RS 6:355 Effect of merger or consolidation
§355. Effect of merger or consolidation
Upon the effectiveness of the merger or consolidation, the effect thereof shall be that:
A. The several parties to the joint agreement shall be one bank which shall be:
(1) In the case of merger, one of the constituent banks into which it has been agreed that the others shall be merged, and which shall survive the merger for that purpose.
(2) In the case of consolidation, the new bank into which it has been agreed that the others shall be consolidated.
B. The separate existence of the constituent banks shall cease except that of the surviving bank in the case of merger.
C. The surviving or new bank shall possess all the rights, privileges, and franchises possessed by each of the former banks merged or consolidated.
D. All of the property and assets of whatsoever kind or description of each of the constituent banks, all franchises and interests including appointments, designations, and nominations, and all other rights and interests as trustee, executor, administrator, registrar of stocks and bonds, guardian of estates, assignee, receiver, and in every other fiduciary capacity, all debts due on whatever account to any of the constituent banks including subscriptions for shares and other rights of action belonging to any of them shall be taken and be deemed to be transferred to and vested in the surviving or new bank without further act or deed, in the same manner and to the same extent as such rights, franchises, and interests would have been held or enjoyed by any one of the constituent banks whenever such matter comes into existence as a result of one of the nonsurviving constituent banks having been named in the act or document or other evidence that creates the right, interest, fiduciary relationship, or responsibility, such as a testament, trust indenture, or suspensively conditioned contract.
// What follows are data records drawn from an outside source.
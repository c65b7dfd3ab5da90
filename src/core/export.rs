use crate::config::main_config::append_slash;
use crate::core::client::ApiClient;
use crate::domain::ports::Storage;
use crate::utils::error::{CliError, Result};
use crate::utils::validation::validate_file_name_segment;
use reqwest::StatusCode;
use std::path::PathBuf;

const OPERATION: &str = "export application";
const ZIP_CONTENT_TYPE: &str = "application/zip";

/// Downloads the export archive of the Application named `name`.
///
/// A 500 from the store means the owner credentials were rejected.
pub async fn export_application(
    client: &ApiClient,
    store_endpoint: &str,
    name: &str,
) -> Result<Vec<u8>> {
    let url = format!("{}export/applications", append_slash(store_endpoint));
    tracing::info!("ExportApp: URL: {}?appId={}", url, name);

    let response = client
        .get(&url, Some(ZIP_CONTENT_TYPE), &[("appId", name)])
        .await?;

    match response.status() {
        StatusCode::OK => Ok(response.bytes().await?.to_vec()),
        StatusCode::INTERNAL_SERVER_ERROR => Err(CliError::InvalidCredentialsError),
        status => Err(CliError::unexpected_status(OPERATION, status)),
    }
}

/// `admin_SampleApp.zip`, or `SampleApp.zip` without a username.
pub fn export_file_name(username: Option<&str>, name: &str) -> Result<String> {
    validate_file_name_segment("name", name)?;
    match username.map(str::trim).filter(|u| !u.is_empty()) {
        Some(user) => {
            validate_file_name_segment("username", user)?;
            Ok(format!("{}_{}.zip", user, name))
        }
        None => Ok(format!("{}.zip", name)),
    }
}

/// Stores an exported archive under `<environment>/<file_name>`.
pub async fn write_exported_archive<S: Storage>(
    storage: &S,
    environment: &str,
    file_name: &str,
    bytes: &[u8],
) -> Result<PathBuf> {
    let relative = format!("{}/{}", environment, file_name);
    tracing::debug!("Writing {} bytes to {}", bytes.len(), relative);
    storage.write_file(&relative, bytes).await
}

#[cfg(test)]
mod tests {
    use super::*;

    #[test]
    fn test_export_file_name() {
        assert_eq!(export_file_name(Some("admin"), "testApp").unwrap(), "admin_testApp.zip");
        assert_eq!(export_file_name(None, "testApp").unwrap(), "testApp.zip");
        assert_eq!(export_file_name(Some(" "), "testApp").unwrap(), "testApp.zip");
    }

    #[test]
    fn test_export_file_name_rejects_path_segments() {
        let err = export_file_name(None, "../../escaped").unwrap_err();
        assert!(matches!(
            err,
            CliError::InvalidConfigValueError { ref field, .. } if field == "name"
        ));

        let err = export_file_name(Some("../admin"), "testApp").unwrap_err();
        assert!(matches!(
            err,
            CliError::InvalidConfigValueError { ref field, .. } if field == "username"
        ));
    }
}
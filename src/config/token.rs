use crate::config::main_config::MainConfig;
use crate::domain::ports::TokenProvider;
use crate::utils::error::{CliError, Result};
use async_trait::async_trait;
use std::collections::BTreeMap;

/// Resolves an already-issued access token: an explicit token (flag or
/// `APIMCTL_ACCESS_TOKEN`) first, then the environment's `access_token`.
#[derive(Debug, Clone, Default)]
pub struct TokenResolver {
    explicit: Option<String>,
    configured: BTreeMap<String, String>,
}

impl TokenResolver {
    pub fn new(explicit: Option<String>, config: &MainConfig) -> Self {
        let configured = config
            .environments
            .iter()
            .filter_map(|(name, env)| {
                env.access_token
                    .as_ref()
                    .map(|token| (name.clone(), token.clone()))
            })
            .collect();

        Self {
            explicit: explicit.filter(|t| !t.trim().is_empty()),
            configured,
        }
    }
}

fn is_unresolved_placeholder(token: &str) -> bool {
    token.starts_with("${") && token.ends_with('}')
}

#[async_trait]
impl TokenProvider for TokenResolver {
    async fn access_token(&self, environment: &str) -> Result<String> {
        if let Some(token) = &self.explicit {
            tracing::debug!("Using access token supplied on the command line");
            return Ok(token.clone());
        }

        match self.configured.get(environment) {
            Some(token) if is_unresolved_placeholder(token) => {
                tracing::warn!(
                    "access_token for '{}' references an unset variable: {}",
                    environment,
                    token
                );
                Err(CliError::MissingTokenError {
                    environment: environment.to_string(),
                })
            }
            Some(token) if !token.trim().is_empty() => {
                tracing::debug!("Using access token configured for '{}'", environment);
                Ok(token.clone())
            }
            _ => Err(CliError::MissingTokenError {
                environment: environment.to_string(),
            }),
        }
    }
}

#[cfg(test)]
mod tests {
    use super::*;

    fn config() -> MainConfig {
        MainConfig::from_toml_str(
            r#"
[environments.dev]
store_endpoint = "https://dev.example.com/store"
access_token = "dev-token"

[environments.prod]
store_endpoint = "https://prod.example.com/store"

[environments.qa]
store_endpoint = "https://qa.example.com/store"
access_token = "${APIMCTL_TOKEN_TEST_NEVER_SET}"
"#,
        )
        .unwrap()
    }

    #[tokio::test]
    async fn test_explicit_token_wins() {
        let resolver = TokenResolver::new(Some("cli-token".to_string()), &config());
        assert_eq!(resolver.access_token("dev").await.unwrap(), "cli-token");
        assert_eq!(resolver.access_token("prod").await.unwrap(), "cli-token");
    }

    #[tokio::test]
    async fn test_configured_token() {
        let resolver = TokenResolver::new(None, &config());
        assert_eq!(resolver.access_token("dev").await.unwrap(), "dev-token");
    }

    #[tokio::test]
    async fn test_missing_token() {
        let resolver = TokenResolver::new(Some("  ".to_string()), &config());
        let err = resolver.access_token("prod").await.unwrap_err();
        assert!(matches!(err, CliError::MissingTokenError { environment } if environment == "prod"));
    }

    #[tokio::test]
    async fn test_unresolved_placeholder_is_missing() {
        let resolver = TokenResolver::new(None, &config());
        assert!(resolver.access_token("qa").await.is_err());
    }
}
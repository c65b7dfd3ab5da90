use crate::utils::error::Result;
use async_trait::async_trait;
use std::path::PathBuf;

/// Byte store rooted at a base directory; paths are relative to it.
pub trait Storage: Send + Sync {
    fn write_file(
        &self,
        path: &str,
        data: &[u8],
    ) -> impl std::future::Future<Output = Result<PathBuf>> + Send;
}

/// Resolves per-environment endpoints.
pub trait EnvironmentResolver: Send + Sync {
    fn store_endpoint(&self, environment: &str) -> Result<String>;
    fn application_list_endpoint(&self, environment: &str) -> Result<String>;
}

/// Supplies the bearer token used to authorize requests against an environment.
#[async_trait]
pub trait TokenProvider: Send + Sync {
    async fn access_token(&self, environment: &str) -> Result<String>;
}
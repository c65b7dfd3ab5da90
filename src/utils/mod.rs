pub mod archive;
pub mod error;
pub mod logger;
pub mod validation;
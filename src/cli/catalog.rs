use super::ui;
use crate::core::catalog::{CatalogSource, SchemeCategory, SchemeRef, load_catalog};
use crate::providers::util::RetryPolicy;
use comfy_table::{Cell, Table};

/// Lists the configured categories and their schemes.
pub fn run_static(categories: &[SchemeCategory]) -> anyhow::Result<()> {
    if categories.is_empty() {
        println!("No categories configured.");
        return Ok(());
    }

    let num_categories = categories.len();
    for (i, category) in categories.iter().enumerate() {
        println!(
            "\nCategory: {}",
            ui::style_text(&category.name, ui::StyleType::Title)
        );
        println!("{}", build_table(&category.schemes));

        if i < num_categories - 1 {
            ui::print_separator();
        }
    }
    Ok(())
}

/// Lists the leading schemes of the remote catalog.
pub async fn run_remote(source: &dyn CatalogSource, policy: &RetryPolicy) -> anyhow::Result<()> {
    let schemes = load_catalog(source, policy).await;
    if schemes.is_empty() {
        println!(
            "{}",
            ui::style_text("Scheme catalog is unavailable.", ui::StyleType::Error)
        );
        return Ok(());
    }

    println!("{}", build_table(&schemes));
    Ok(())
}

fn build_table(schemes: &[SchemeRef]) -> Table {
    let mut table = ui::new_styled_table();
    table.set_header(vec![
        ui::header_cell("Code"),
        ui::header_cell("Scheme"),
        ui::header_cell("Category"),
        ui::header_cell("AMC"),
        ui::header_cell("Risk"),
    ]);

    for scheme in schemes {
        table.add_row(vec![
            Cell::new(&scheme.code),
            Cell::new(&scheme.name),
            Cell::new(&scheme.category),
            Cell::new(&scheme.amc),
            ui::risk_cell(scheme.risk()),
        ]);
    }
    table
}
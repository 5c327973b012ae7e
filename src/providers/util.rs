use crate::core::error::FetchError;
use std::future::Future;
use std::time::Duration;
use tracing::{debug, warn};

/// How many times to try an operation, how long each try may take and how long
/// to wait between tries.
#[derive(Debug, Clone, Copy, PartialEq, Eq)]
pub struct RetryPolicy {
    /// Total attempts, including the first one.
    pub max_attempts: usize,
    pub delay: Duration,
    pub timeout: Duration,
}

impl RetryPolicy {
    pub fn new(max_attempts: usize, delay: Duration, timeout: Duration) -> Self {
        Self {
            max_attempts: max_attempts.max(1),
            delay,
            timeout,
        }
    }
}

impl Default for RetryPolicy {
    fn default() -> Self {
        Self::new(3, Duration::from_millis(1000), Duration::from_secs(15))
    }
}

/// Retries an async operation under a [`RetryPolicy`]
///
/// Each attempt is bounded by `policy.timeout`; a timed-out attempt is dropped,
/// which aborts its in-flight request. Non-retryable errors are returned
/// immediately. Intermediate failures are only logged.
///
/// # Returns
/// Either the successful result or the error of the last attempt
pub async fn with_retry<F, Fut, T>(mut operation: F, policy: &RetryPolicy) -> Result<T, FetchError>
where
    F: FnMut() -> Fut,
    Fut: Future<Output = Result<T, FetchError>>,
{
    let max_attempts = policy.max_attempts.max(1);
    let mut attempt = 1;
    loop {
        let outcome = match tokio::time::timeout(policy.timeout, operation()).await {
            Ok(result) => result,
            Err(_) => Err(FetchError::Timeout(policy.timeout)),
        };

        match outcome {
            Ok(val) => return Ok(val),
            Err(err) if !err.is_retryable() => return Err(err),
            Err(err) => {
                if attempt >= max_attempts {
                    warn!("All {} attempts failed: {}", max_attempts, err);
                    return Err(err);
                }
                debug!(
                    "Attempt {}/{} failed: {}. Retrying...",
                    attempt, max_attempts, err
                );
                attempt += 1;
                tokio::time::sleep(policy.delay).await;
            }
        }
    }
}
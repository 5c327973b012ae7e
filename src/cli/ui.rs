use crate::core::risk::RiskTier;
use comfy_table::modifiers::UTF8_ROUND_CORNERS;
use comfy_table::presets::UTF8_FULL;
use comfy_table::{Attribute, Cell, CellAlignment, Color, ContentArrangement, Table};
use console::style;
use indicatif::{ProgressBar, ProgressStyle};

const PROGRESS_TEMPLATE: &str =
    "{spinner:.green} [{elapsed_precise}] [{bar:40.cyan/blue}] {pos}/{len} ({eta})";

/// Defines different styles for text elements.
pub enum StyleType {
    Title,
    Error,
    Subtle,
}

/// Applies a consistent style to a string.
pub fn style_text(text: &str, style_type: StyleType) -> String {
    let styled = match style_type {
        StyleType::Title => style(text).bold().underlined(),
        StyleType::Error => style(text).red(),
        StyleType::Subtle => style(text).dim(),
    };
    styled.to_string()
}

/// Creates a new `comfy_table::Table` with standard styling.
pub fn new_styled_table() -> Table {
    let mut table = Table::new();
    table
        .load_preset(UTF8_FULL)
        .apply_modifier(UTF8_ROUND_CORNERS)
        .set_content_arrangement(ContentArrangement::Dynamic);
    table
}

/// Creates a styled header cell for a table.
pub fn header_cell(text: &str) -> Cell {
    Cell::new(text)
        .fg(Color::Cyan)
        .add_attribute(Attribute::Bold)
}

/// Formats an `Option<T>` into a `Cell`. `None` is displayed as "N/A".
pub fn format_optional_cell<T>(value: Option<T>, format_fn: impl Fn(T) -> String) -> Cell {
    value.map_or(
        Cell::new("N/A")
            .fg(Color::DarkGrey)
            .set_alignment(CellAlignment::Right),
        |v| Cell::new(format_fn(v)).set_alignment(CellAlignment::Right),
    )
}

/// Creates a cell for displaying percentage change with color coding.
pub fn change_cell(change: f64) -> Cell {
    let text = format!("{change:.2}%");
    if change >= 0.0 {
        Cell::new(text)
            .fg(Color::Green)
            .set_alignment(CellAlignment::Right)
    } else {
        Cell::new(text)
            .fg(Color::Red)
            .set_alignment(CellAlignment::Right)
    }
}

/// Percentage change, or "N/A" when the value is unavailable.
pub fn optional_change_cell(change: Option<f64>, has_error: bool) -> Cell {
    change.map_or_else(|| na_cell(has_error), change_cell)
}

/// Creates a cell for "N/A" values, with error-specific styling.
pub fn na_cell(has_error: bool) -> Cell {
    let color = if has_error {
        Color::Red
    } else {
        Color::DarkGrey
    };
    Cell::new("N/A")
        .fg(color)
        .set_alignment(CellAlignment::Right)
}

pub fn nav_cell(nav: f64) -> Cell {
    Cell::new(format!("{nav:.4}"))
        .set_alignment(CellAlignment::Right)
}

/// Risk tier coloured from green (low) to red (very high).
pub fn risk_cell(risk: RiskTier) -> Cell {
    let color = match risk {
        RiskTier::Low => Color::Green,
        RiskTier::Moderate => Color::Yellow,
        RiskTier::High => Color::DarkYellow,
        RiskTier::VeryHigh => Color::Red,
    };
    Cell::new(risk.to_string()).fg(color)
}

/// Creates a new `indicatif::ProgressBar` with standard styling.
pub fn new_progress_bar(len: u64) -> ProgressBar {
    let style = ProgressStyle::default_bar()
        .template(PROGRESS_TEMPLATE)
        .unwrap_or_else(|_| ProgressStyle::default_bar())
        .progress_chars("#>-");
    let pb = ProgressBar::new(len);
    pb.set_style(style);
    pb
}

/// Prints a separator line matching the terminal width.
pub fn print_separator() {
    let term_width = console::Term::stdout()
        .size_checked()
        .map(|(_, w)| w as usize)
        .unwrap_or(80);
    println!("\n{}", "─".repeat(term_width));
}
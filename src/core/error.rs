//! Error types shared by the NAV source, catalog and analytics layers.

use std::time::Duration;
use thiserror::Error;

/// Failure to obtain data from an external source.
#[derive(Debug, Clone, PartialEq, Eq, Error)]
pub enum FetchError {
    #[error("network error: {0}")]
    Network(String),
    #[error("HTTP {status} from {url}")]
    Status { url: String, status: u16 },
    #[error("request timed out after {0:?}")]
    Timeout(Duration),
    #[error("malformed response: {0}")]
    Malformed(String),
}

impl FetchError {
    /// Shape errors are permanent; everything else may succeed on another attempt.
    pub fn is_retryable(&self) -> bool {
        !matches!(self, FetchError::Malformed(_))
    }
}

impl From<reqwest::Error> for FetchError {
    fn from(err: reqwest::Error) -> Self {
        FetchError::Network(err.to_string())
    }
}

/// Expected outcomes when a series cannot support a calculation.
#[derive(Debug, Clone, Copy, PartialEq, Eq, Error)]
pub enum AnalyticsError {
    #[error("not enough NAV observations")]
    InsufficientData,
    #[error("start NAV is zero or missing")]
    DivisionGuard,
}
E. The surviving or new bank shall be responsible for all of the liabilities and obligations of each of the banks merged or consolidated in the same manner as if such surviving or new bank had itself incurred such liabilities or obligations; but the liabilities of such constituent banks or of their stockholders, members, directors, or officers shall not be affected, nor shall the rights of the creditors thereof, or of any persons dealing with such banks, be impaired by such merger or consolidation; and any claim existing or action or proceeding pending by or against any of such constituent banks may be prosecuted to judgment as if such merger or consolidation had not taken place, or the surviving or new bank may be proceeded against or substituted in place of such constituent bank.
F. In the case of a merger, the articles of the surviving bank shall be deemed amended to the extent of any changes therein stated in the merger agreement.
Acts 1984, No. 719, §1, eff. Jan. 1, 1985.